◆ BRIEF
Below are the entries; count how many lines contain the word "reason" and reply with that number alone.

Data items
◇ ◇ ◇ ◇ ◇ ◇ ◇
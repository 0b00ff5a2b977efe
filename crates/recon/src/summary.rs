use std::collections::HashSet;

use crate::model::{ConsumptionVerdict, MatchOutcome, MatchStatus, ReconcileSummary, VendorVerdict};

/// Fold outcomes into summary counters.
///
/// Single pass over final outcome state; no rule is re-evaluated. With
/// `dedup_by_key` the first outcome per baseline material key (in the given
/// order) is counted and later duplicates are skipped.
pub fn summarize(outcomes: &[MatchOutcome], dedup_by_key: bool) -> ReconcileSummary {
    let mut seen: HashSet<&str> = HashSet::new();
    let mut summary = ReconcileSummary {
        total: 0,
        unmatched: 0,
        component_excluded: 0,
        vendor_not_found: 0,
        baseline_higher: 0,
        consumption_ok: 0,
    };

    for outcome in outcomes {
        if dedup_by_key && !seen.insert(outcome.material.as_str()) {
            continue;
        }

        summary.total += 1;
        if matches!(outcome.status, MatchStatus::Unmatched { .. }) {
            summary.unmatched += 1;
        }
        if outcome.component_excluded {
            summary.component_excluded += 1;
        }
        if outcome.vendor_verdict == VendorVerdict::NotFound {
            summary.vendor_not_found += 1;
        }
        match outcome.consumption_verdict {
            ConsumptionVerdict::BaselineHigher { .. } => summary.baseline_higher += 1,
            ConsumptionVerdict::Ok { .. } => summary.consumption_ok += 1,
            ConsumptionVerdict::MissingValue | ConsumptionVerdict::NotApplicable => {}
        }
    }

    summary
}
//! Outbound validation gate.
//!
//! These checks run before a message is encoded. Decoding never calls them,
//! so a received message is structurally sound but not necessarily sendable.

use crate::error::{MessageError, Result};
use crate::reply::{Reply, Status};
use crate::request::Request;

/// Maximum command name length in bytes.
pub const MAX_COMMAND_LEN: usize = 255;

/// Check that `command` is a usable command name.
pub fn valid_command(command: &str) -> Result<()> {
    let reason = if command.is_empty() {
        "empty"
    } else if command.len() > MAX_COMMAND_LEN {
        "too long"
    } else if command.chars().any(|c| c.is_whitespace() || c.is_control()) {
        "contains whitespace or control characters"
    } else {
        return Ok(());
    };

    Err(MessageError::InvalidCommand {
        op: "valid_command",
        command: command.to_string(),
        reason,
    })
}

/// Check that the status is one of the two recognized values.
pub fn valid_status(status: &Status) -> Result<()> {
    match status {
        Status::Ok | Status::Fail => Ok(()),
        Status::Other(raw) => Err(MessageError::InvalidStatus {
            op: "valid_status",
            status: raw.clone(),
        }),
    }
}

/// A failed reply must explain itself.
pub fn valid_fail(status: &Status, message: &str) -> Result<()> {
    if *status == Status::Fail && message.is_empty() {
        return Err(MessageError::InconsistentFailure { op: "valid_fail" });
    }
    Ok(())
}

pub fn validate_request(request: &Request) -> Result<()> {
    valid_command(&request.command)
}

pub fn validate_reply(reply: &Reply) -> Result<()> {
    valid_fail(&reply.status, &reply.message)?;
    valid_status(&reply.status)
}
◇ ◇ ◇ ◇ ◇ ◇ ◇
◆ RESPONSE TO THE TASK
2